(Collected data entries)
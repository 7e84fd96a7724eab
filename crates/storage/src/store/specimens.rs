#![forbid(unsafe_code)]

use super::*;
use rusqlite::params;
use std::collections::BTreeSet;

impl SqliteStore {
    pub fn create_specimen(
        &mut self,
        request: CreateSpecimenRequest,
    ) -> Result<SpecimenRow, StoreError> {
        let specimen_id = canonicalize("specimen_id", &request.specimen_id)?;
        let images = normalize_images(&request.specimen_images);
        let now = now_ms();

        let tx = self.conn.transaction()?;
        tx.execute(
            r#"
            INSERT INTO specimens(specimen_id, description, specimen_images_json,
                                  functional_imaging_metadata_json, created_at_ms, updated_at_ms)
            VALUES (?1, ?2, ?3, ?4, ?5, ?5)
            "#,
            params![
                specimen_id,
                clean_text(request.description),
                encode_list(&images)?,
                encode_json(request.functional_imaging_metadata.as_ref())?,
                now
            ],
        )
        .map_err(|err| map_insert_conflict(err, EntityKind::Specimen, &specimen_id))?;
        let row = require_specimen(&tx, &specimen_id)?;
        tx.commit()?;

        tracing::info!(specimen_id = %row.specimen_id, "specimen created");
        Ok(row)
    }

    pub fn get_specimen(&self, specimen_id: &str) -> Result<SpecimenRow, StoreError> {
        require_specimen(&self.conn, specimen_id.trim())
    }

    pub fn list_specimens(
        &self,
        request: &ListSpecimensRequest,
    ) -> Result<Vec<SpecimenRow>, StoreError> {
        let pattern = request
            .search
            .as_deref()
            .map(str::trim)
            .filter(|value| !value.is_empty())
            .map(contains_pattern);
        collect_rows(
            &self.conn,
            &format!(
                r#"
                SELECT {SPECIMEN_COLUMNS} FROM specimens
                WHERE (?1 IS NULL OR specimen_id LIKE ?1 ESCAPE '\'
                       OR description LIKE ?1 ESCAPE '\')
                ORDER BY specimen_id ASC
                LIMIT ?2 OFFSET ?3
                "#
            ),
            params![
                pattern,
                to_sqlite_i64(request.page.limit)?,
                to_sqlite_i64(request.page.offset)?
            ],
            specimen_from_row,
        )
    }

    pub fn update_specimen(
        &mut self,
        specimen_id: &str,
        request: UpdateSpecimenRequest,
    ) -> Result<SpecimenRow, StoreError> {
        let tx = self.conn.transaction()?;
        let existing = require_specimen(&tx, specimen_id.trim())?;
        let description = match request.description {
            Some(description) => clean_text(Some(description)),
            None => existing.description.clone(),
        };
        let metadata = request
            .functional_imaging_metadata
            .or(existing.functional_imaging_metadata.clone());
        tx.execute(
            r#"
            UPDATE specimens
            SET description = ?2, functional_imaging_metadata_json = ?3, updated_at_ms = ?4
            WHERE id = ?1
            "#,
            params![
                existing.id,
                description,
                encode_json(metadata.as_ref())?,
                now_ms()
            ],
        )?;
        let row = require_specimen(&tx, &existing.specimen_id)?;
        tx.commit()?;
        Ok(row)
    }

    pub fn add_specimen_image(
        &mut self,
        specimen_id: &str,
        image_url: &str,
    ) -> Result<SpecimenRow, StoreError> {
        let image_url = image_url.trim();
        if image_url.is_empty() {
            return Err(StoreError::invalid("image_url must not be empty"));
        }
        self.edit_specimen_images(specimen_id, |_, images| {
            images.insert(image_url.to_string());
            Ok(())
        })
    }

    pub fn remove_specimen_image(
        &mut self,
        specimen_id: &str,
        image_url: &str,
    ) -> Result<SpecimenRow, StoreError> {
        let image_url = image_url.trim();
        self.edit_specimen_images(specimen_id, |specimen_id, images| {
            if images.remove(image_url) {
                return Ok(());
            }
            Err(StoreError::not_found(
                EntityKind::Specimen,
                format!("{specimen_id} image {image_url}"),
            ))
        })
    }

    fn edit_specimen_images(
        &mut self,
        specimen_id: &str,
        edit: impl FnOnce(&str, &mut BTreeSet<String>) -> Result<(), StoreError>,
    ) -> Result<SpecimenRow, StoreError> {
        let tx = self.conn.transaction()?;
        let existing = require_specimen(&tx, specimen_id.trim())?;
        let mut images = existing
            .specimen_images
            .into_iter()
            .collect::<BTreeSet<_>>();
        edit(&existing.specimen_id, &mut images)?;
        let images = images.into_iter().collect::<Vec<_>>();
        tx.execute(
            "UPDATE specimens SET specimen_images_json = ?2, updated_at_ms = ?3 WHERE id = ?1",
            params![existing.id, encode_list(&images)?, now_ms()],
        )?;
        let row = require_specimen(&tx, &existing.specimen_id)?;
        tx.commit()?;
        Ok(row)
    }

    pub fn delete_specimen(&mut self, specimen_id: &str) -> Result<(), StoreError> {
        let tx = self.conn.transaction()?;
        let existing = require_specimen(&tx, specimen_id.trim())?;
        ensure_unreferenced(&tx, EntityKind::Specimen, &existing.specimen_id, existing.id)?;
        delete_row(&tx, EntityKind::Specimen, existing.id)?;
        tx.commit()?;

        tracing::info!(specimen_id = %existing.specimen_id, "specimen deleted");
        Ok(())
    }
}

fn normalize_images(images: &[String]) -> Vec<String> {
    images
        .iter()
        .map(|image| image.trim())
        .filter(|image| !image.is_empty())
        .map(str::to_string)
        .collect::<BTreeSet<_>>()
        .into_iter()
        .collect()
}
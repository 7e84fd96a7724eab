#![forbid(unsafe_code)]

use crate::config::ServerConfig;
use crate::error::{ApiError, ApiResult};
use std::sync::{Arc, Mutex, MutexGuard};
use temdb_storage::{Page, SqliteStore};

/// Shared by every handler. Store work is synchronous and serialized by the
/// mutex; guards must not live across an `.await`.
#[derive(Clone)]
pub struct AppState {
    store: Arc<Mutex<SqliteStore>>,
    default_page_limit: usize,
    max_page_limit: usize,
}

impl AppState {
    pub fn new(store: SqliteStore, config: &ServerConfig) -> Self {
        Self {
            store: Arc::new(Mutex::new(store)),
            default_page_limit: config.default_page_limit,
            max_page_limit: config.max_page_limit,
        }
    }

    pub fn store(&self) -> ApiResult<MutexGuard<'_, SqliteStore>> {
        self.store.lock().map_err(|_| ApiError::LockPoisoned)
    }

    /// `skip` defaults to 0; `limit` to the configured default and must stay
    /// within `1..=max_page_limit`.
    pub fn page(&self, skip: Option<usize>, limit: Option<usize>) -> ApiResult<Page> {
        let limit = limit.unwrap_or(self.default_page_limit);
        if limit == 0 || limit > self.max_page_limit {
            return Err(ApiError::validation(format!(
                "limit must be between 1 and {}",
                self.max_page_limit
            )));
        }
        Ok(Page {
            limit,
            offset: skip.unwrap_or(0),
        })
    }
}
#![forbid(unsafe_code)]

use super::{JsonBody, PageQuery, QueryParams, body, created, page, params};
use crate::error::ApiResult;
use crate::state::AppState;
use axum::Json;
use axum::extract::{Path, State};
use axum::http::StatusCode;
use serde::Deserialize;
use temdb_storage::{
    BlockRow, CreateSpecimenRequest, ListBlocksRequest, ListSpecimensRequest, SpecimenRow,
    UpdateSpecimenRequest,
};

#[derive(Debug, Default, Deserialize)]
pub(crate) struct SpecimenFilter {
    search: Option<String>,
}

#[derive(Debug, Deserialize)]
pub(crate) struct ImageQuery {
    image_url: String,
}

pub(crate) async fn create(
    State(state): State<AppState>,
    payload: JsonBody<CreateSpecimenRequest>,
) -> ApiResult<(StatusCode, Json<SpecimenRow>)> {
    let request = body(payload)?;
    Ok(created(state.store()?.create_specimen(request)?))
}

pub(crate) async fn list(
    State(state): State<AppState>,
    paging: QueryParams<PageQuery>,
    filter: QueryParams<SpecimenFilter>,
) -> ApiResult<Json<Vec<SpecimenRow>>> {
    let page = page(&state, paging)?;
    let filter = params(filter)?;
    let rows = state.store()?.list_specimens(&ListSpecimensRequest {
        search: filter.search,
        page,
    })?;
    Ok(Json(rows))
}

pub(crate) async fn get(
    State(state): State<AppState>,
    Path(specimen_id): Path<String>,
) -> ApiResult<Json<SpecimenRow>> {
    Ok(Json(state.store()?.get_specimen(&specimen_id)?))
}

pub(crate) async fn update(
    State(state): State<AppState>,
    Path(specimen_id): Path<String>,
    payload: JsonBody<UpdateSpecimenRequest>,
) -> ApiResult<Json<SpecimenRow>> {
    let request = body(payload)?;
    Ok(Json(state.store()?.update_specimen(&specimen_id, request)?))
}

pub(crate) async fn delete(
    State(state): State<AppState>,
    Path(specimen_id): Path<String>,
) -> ApiResult<StatusCode> {
    state.store()?.delete_specimen(&specimen_id)?;
    Ok(StatusCode::NO_CONTENT)
}

pub(crate) async fn add_image(
    State(state): State<AppState>,
    Path(specimen_id): Path<String>,
    query: QueryParams<ImageQuery>,
) -> ApiResult<Json<SpecimenRow>> {
    let query = params(query)?;
    Ok(Json(
        state
            .store()?
            .add_specimen_image(&specimen_id, &query.image_url)?,
    ))
}

pub(crate) async fn remove_image(
    State(state): State<AppState>,
    Path(specimen_id): Path<String>,
    query: QueryParams<ImageQuery>,
) -> ApiResult<Json<SpecimenRow>> {
    let query = params(query)?;
    Ok(Json(
        state
            .store()?
            .remove_specimen_image(&specimen_id, &query.image_url)?,
    ))
}

pub(crate) async fn blocks(
    State(state): State<AppState>,
    Path(specimen_id): Path<String>,
    paging: QueryParams<PageQuery>,
) -> ApiResult<Json<Vec<BlockRow>>> {
    let page = page(&state, paging)?;
    let store = state.store()?;
    store.get_specimen(&specimen_id)?;
    let rows = store.list_blocks(&ListBlocksRequest {
        specimen_id: Some(specimen_id),
        page,
    })?;
    Ok(Json(rows))
}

● **ABOUT THIS TASK**: Only the lines from the one with "store.get_specimen(&specimen_id)?;" to the end of the entries above belong in your answer. Retype them exactly.

● **REPLY TO THE EXERCISE**:
    store.get_specimen(&specimen_id)?;
    let rows = store.list_blocks(&ListBlocksRequest {
        specimen_id: Some(specimen_id),
        page,
    })?;
    Ok(Json(rows))
}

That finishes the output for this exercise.